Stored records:
Segment Open
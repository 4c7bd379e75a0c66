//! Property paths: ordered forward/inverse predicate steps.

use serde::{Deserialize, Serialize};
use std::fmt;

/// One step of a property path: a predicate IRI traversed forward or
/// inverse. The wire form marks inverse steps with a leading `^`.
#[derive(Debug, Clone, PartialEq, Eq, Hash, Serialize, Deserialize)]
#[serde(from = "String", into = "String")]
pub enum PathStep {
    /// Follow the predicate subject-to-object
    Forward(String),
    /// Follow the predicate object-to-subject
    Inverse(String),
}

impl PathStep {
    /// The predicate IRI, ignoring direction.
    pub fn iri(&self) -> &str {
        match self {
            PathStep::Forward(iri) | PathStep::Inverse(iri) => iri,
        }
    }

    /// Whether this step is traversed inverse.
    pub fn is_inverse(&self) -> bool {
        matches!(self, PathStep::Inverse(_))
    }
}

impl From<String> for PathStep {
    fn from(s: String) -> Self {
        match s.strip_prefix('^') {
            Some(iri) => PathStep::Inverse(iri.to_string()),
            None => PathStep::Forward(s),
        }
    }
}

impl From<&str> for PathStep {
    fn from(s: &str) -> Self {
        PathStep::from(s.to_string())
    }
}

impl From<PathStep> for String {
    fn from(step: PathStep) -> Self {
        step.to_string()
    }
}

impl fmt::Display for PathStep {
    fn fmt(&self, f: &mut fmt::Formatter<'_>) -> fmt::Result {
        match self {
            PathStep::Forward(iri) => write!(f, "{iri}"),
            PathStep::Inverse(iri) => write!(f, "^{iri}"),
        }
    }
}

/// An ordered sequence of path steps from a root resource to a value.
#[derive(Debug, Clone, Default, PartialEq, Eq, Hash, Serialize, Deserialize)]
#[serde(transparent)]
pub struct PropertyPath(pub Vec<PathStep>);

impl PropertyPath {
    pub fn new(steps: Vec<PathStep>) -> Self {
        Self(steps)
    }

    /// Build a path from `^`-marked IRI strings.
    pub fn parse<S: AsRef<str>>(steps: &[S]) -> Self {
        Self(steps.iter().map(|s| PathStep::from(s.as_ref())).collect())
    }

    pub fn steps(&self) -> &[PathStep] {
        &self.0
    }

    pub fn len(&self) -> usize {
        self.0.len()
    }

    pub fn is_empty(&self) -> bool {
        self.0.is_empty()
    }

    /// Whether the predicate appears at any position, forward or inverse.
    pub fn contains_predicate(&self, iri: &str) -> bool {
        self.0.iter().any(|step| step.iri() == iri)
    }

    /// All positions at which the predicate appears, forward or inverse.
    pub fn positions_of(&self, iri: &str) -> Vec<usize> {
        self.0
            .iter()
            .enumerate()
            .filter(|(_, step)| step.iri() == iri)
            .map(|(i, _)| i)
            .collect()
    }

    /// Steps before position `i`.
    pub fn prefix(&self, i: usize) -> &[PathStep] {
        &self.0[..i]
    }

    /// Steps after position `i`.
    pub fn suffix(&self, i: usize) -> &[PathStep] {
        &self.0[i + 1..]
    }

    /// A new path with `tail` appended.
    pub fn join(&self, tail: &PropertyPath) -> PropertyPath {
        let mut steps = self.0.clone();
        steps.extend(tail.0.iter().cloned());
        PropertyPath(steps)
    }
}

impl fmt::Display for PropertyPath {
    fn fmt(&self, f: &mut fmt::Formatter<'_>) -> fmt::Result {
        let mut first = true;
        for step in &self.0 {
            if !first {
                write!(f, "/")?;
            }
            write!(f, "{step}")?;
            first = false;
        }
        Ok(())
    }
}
Segment Closed
Segment Open
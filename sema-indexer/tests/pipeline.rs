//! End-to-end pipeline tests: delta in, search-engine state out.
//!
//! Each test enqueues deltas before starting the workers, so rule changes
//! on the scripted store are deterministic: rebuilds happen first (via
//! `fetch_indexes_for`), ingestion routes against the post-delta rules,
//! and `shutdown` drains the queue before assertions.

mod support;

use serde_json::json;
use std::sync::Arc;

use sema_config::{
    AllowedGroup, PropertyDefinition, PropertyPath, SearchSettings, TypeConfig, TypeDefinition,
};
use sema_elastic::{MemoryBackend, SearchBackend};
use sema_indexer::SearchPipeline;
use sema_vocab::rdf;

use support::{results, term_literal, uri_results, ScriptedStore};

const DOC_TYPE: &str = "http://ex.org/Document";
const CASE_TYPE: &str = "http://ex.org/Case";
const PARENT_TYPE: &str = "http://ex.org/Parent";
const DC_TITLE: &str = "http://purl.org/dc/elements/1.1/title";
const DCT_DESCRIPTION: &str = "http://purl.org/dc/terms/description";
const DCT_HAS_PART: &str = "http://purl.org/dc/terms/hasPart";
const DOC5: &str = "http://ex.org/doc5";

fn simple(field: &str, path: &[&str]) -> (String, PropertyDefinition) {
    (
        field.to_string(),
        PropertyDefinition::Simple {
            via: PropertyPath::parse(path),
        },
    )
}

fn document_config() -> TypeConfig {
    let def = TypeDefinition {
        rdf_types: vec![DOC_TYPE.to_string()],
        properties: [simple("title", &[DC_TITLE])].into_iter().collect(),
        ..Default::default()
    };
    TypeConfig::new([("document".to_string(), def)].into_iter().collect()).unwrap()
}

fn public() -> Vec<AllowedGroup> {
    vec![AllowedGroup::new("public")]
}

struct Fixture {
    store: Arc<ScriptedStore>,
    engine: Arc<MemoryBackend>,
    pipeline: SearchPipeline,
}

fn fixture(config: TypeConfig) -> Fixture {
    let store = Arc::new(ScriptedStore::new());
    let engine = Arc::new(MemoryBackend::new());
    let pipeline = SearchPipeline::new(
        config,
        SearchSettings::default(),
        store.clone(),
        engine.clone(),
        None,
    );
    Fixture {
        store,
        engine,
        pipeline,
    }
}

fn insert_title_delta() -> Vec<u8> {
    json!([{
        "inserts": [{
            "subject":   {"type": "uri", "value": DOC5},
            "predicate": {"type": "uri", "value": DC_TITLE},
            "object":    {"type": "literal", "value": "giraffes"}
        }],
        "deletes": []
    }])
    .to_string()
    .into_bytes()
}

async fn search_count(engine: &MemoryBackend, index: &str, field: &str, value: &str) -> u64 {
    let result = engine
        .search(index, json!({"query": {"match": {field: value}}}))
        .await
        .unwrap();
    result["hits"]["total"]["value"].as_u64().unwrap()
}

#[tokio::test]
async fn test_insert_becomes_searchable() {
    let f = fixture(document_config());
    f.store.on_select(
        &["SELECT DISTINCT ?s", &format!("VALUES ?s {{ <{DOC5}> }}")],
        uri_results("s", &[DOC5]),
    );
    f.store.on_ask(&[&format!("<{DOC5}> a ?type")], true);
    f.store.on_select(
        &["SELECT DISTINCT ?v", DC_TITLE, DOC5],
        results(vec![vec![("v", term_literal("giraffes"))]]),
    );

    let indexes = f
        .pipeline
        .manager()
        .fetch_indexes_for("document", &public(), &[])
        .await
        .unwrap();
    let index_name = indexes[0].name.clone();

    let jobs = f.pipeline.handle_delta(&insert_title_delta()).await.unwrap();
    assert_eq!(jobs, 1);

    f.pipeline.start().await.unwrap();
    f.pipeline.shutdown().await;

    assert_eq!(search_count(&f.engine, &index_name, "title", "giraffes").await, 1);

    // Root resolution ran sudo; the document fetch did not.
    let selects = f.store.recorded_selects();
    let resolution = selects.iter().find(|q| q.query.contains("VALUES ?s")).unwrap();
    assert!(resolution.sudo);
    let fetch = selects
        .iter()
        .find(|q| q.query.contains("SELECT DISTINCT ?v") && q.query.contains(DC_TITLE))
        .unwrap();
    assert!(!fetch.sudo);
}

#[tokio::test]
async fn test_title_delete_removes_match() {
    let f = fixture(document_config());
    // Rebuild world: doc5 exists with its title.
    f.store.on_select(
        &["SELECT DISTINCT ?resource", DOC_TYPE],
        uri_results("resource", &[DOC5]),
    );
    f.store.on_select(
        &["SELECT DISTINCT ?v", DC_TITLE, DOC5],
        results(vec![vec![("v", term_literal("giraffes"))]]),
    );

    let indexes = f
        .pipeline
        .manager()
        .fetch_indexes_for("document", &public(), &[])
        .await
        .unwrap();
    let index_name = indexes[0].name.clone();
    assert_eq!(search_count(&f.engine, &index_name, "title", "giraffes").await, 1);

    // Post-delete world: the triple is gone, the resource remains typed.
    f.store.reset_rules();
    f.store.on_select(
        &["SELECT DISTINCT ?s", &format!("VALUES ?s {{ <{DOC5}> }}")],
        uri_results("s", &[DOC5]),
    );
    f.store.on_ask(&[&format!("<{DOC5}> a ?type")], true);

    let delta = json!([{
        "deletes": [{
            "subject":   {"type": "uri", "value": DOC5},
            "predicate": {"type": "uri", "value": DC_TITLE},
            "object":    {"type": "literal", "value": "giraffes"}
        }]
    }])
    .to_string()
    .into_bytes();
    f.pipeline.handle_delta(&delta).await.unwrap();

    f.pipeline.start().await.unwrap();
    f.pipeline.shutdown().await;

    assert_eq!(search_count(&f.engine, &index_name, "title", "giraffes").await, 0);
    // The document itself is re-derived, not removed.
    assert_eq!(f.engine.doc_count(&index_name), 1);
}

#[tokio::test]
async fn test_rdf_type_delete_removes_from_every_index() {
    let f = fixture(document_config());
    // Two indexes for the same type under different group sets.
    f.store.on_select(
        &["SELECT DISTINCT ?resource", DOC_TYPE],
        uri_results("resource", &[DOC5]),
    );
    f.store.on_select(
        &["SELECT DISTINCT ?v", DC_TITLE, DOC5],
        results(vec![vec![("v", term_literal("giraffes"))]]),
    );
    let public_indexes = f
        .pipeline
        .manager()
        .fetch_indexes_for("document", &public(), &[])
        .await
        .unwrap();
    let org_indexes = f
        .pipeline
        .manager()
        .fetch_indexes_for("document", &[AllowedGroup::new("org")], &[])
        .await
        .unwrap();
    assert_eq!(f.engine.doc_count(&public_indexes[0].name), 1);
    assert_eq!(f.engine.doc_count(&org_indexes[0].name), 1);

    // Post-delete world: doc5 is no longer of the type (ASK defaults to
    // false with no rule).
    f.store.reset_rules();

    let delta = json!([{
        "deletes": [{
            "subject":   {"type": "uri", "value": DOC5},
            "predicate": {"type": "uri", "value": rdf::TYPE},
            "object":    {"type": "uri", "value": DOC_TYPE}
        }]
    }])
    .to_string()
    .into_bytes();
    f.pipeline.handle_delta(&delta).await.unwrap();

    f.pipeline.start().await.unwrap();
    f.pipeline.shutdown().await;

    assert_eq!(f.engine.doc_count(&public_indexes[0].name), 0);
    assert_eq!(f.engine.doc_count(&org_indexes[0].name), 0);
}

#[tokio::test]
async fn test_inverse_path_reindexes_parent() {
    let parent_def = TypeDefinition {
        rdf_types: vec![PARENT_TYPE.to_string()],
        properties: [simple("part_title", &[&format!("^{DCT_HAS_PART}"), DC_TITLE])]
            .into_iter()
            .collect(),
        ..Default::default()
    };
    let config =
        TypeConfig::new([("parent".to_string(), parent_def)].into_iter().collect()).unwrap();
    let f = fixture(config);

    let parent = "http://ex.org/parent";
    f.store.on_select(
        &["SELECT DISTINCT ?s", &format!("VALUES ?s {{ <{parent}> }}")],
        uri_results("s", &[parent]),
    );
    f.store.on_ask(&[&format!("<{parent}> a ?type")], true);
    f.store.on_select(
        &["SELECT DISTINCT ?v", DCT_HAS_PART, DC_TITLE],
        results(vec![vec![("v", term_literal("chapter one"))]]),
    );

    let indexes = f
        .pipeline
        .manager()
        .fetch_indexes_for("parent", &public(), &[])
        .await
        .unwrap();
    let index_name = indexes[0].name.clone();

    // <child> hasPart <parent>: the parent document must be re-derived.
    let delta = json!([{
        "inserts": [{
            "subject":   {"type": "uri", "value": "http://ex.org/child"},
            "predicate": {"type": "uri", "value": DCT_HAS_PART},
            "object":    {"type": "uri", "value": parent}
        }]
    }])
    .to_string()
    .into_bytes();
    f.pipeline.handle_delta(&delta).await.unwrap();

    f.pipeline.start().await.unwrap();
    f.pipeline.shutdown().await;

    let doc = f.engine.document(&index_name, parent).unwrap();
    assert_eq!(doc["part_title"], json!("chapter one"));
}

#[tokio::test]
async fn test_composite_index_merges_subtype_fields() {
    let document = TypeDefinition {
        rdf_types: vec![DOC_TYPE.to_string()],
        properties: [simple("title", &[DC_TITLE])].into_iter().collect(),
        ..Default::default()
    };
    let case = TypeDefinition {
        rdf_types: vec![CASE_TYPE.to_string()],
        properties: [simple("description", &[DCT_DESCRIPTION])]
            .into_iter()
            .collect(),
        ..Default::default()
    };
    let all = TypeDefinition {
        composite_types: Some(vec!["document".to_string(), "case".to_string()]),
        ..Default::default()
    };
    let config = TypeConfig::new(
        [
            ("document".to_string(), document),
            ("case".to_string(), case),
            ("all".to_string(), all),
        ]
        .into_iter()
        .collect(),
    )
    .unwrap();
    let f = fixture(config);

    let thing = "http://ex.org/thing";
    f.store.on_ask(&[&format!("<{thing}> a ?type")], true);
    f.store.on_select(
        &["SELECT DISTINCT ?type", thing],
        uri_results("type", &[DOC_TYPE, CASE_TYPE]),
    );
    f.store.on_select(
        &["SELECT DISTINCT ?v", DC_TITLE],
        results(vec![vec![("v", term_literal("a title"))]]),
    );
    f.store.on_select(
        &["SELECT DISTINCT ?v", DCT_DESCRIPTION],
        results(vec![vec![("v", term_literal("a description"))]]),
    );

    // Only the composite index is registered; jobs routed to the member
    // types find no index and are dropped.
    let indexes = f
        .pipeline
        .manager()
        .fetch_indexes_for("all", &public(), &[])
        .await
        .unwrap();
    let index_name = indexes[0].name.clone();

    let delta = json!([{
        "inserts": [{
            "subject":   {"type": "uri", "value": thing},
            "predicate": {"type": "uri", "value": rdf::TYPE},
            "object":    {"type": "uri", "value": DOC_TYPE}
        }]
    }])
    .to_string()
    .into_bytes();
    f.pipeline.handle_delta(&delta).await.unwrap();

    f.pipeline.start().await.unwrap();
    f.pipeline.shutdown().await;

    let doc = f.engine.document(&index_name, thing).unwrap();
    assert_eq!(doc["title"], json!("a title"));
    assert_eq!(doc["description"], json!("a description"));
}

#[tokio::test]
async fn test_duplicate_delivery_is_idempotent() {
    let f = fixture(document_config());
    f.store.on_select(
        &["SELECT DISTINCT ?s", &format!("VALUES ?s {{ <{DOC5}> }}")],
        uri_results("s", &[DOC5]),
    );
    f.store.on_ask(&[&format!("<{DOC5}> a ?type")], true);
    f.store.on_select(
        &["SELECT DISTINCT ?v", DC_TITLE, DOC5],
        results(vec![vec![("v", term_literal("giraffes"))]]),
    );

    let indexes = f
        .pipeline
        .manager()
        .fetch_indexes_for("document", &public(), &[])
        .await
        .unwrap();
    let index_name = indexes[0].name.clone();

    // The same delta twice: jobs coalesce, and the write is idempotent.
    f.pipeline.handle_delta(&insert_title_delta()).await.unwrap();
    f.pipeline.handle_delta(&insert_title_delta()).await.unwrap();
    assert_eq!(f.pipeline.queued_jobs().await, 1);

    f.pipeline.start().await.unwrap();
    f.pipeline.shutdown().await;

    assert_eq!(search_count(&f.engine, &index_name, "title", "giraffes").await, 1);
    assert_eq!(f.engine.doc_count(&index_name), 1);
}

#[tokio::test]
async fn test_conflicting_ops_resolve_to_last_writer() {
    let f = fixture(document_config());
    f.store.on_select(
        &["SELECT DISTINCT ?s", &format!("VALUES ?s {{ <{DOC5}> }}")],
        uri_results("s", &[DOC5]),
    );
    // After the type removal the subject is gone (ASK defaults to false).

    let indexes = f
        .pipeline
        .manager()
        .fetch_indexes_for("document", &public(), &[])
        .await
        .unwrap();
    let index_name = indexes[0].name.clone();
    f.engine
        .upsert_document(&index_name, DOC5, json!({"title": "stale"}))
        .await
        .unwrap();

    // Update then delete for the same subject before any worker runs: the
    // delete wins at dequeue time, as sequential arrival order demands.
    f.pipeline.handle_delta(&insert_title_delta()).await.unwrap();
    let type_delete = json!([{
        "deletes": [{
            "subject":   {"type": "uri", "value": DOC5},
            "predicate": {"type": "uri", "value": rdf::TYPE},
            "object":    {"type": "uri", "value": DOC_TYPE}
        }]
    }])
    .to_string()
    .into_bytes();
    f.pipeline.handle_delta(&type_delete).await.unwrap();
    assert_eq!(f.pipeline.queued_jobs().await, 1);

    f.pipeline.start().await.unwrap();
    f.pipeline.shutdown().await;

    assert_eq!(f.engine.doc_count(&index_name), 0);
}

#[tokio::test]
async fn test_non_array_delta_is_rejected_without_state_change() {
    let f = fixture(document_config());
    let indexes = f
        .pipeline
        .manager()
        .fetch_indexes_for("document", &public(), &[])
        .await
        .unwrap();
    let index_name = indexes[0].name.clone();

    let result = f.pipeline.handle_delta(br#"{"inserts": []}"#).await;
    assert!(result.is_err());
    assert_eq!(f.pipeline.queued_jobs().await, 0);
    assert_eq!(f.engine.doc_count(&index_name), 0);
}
Segment Closed
--- Your instructions ---
Go through the lines above. Select every one that has the string "tests".

--- Completed exercise ---
filename sema-indexer/tests/pipeline.rs
//! End-to-end pipeline tests: delta in, search-engine state out.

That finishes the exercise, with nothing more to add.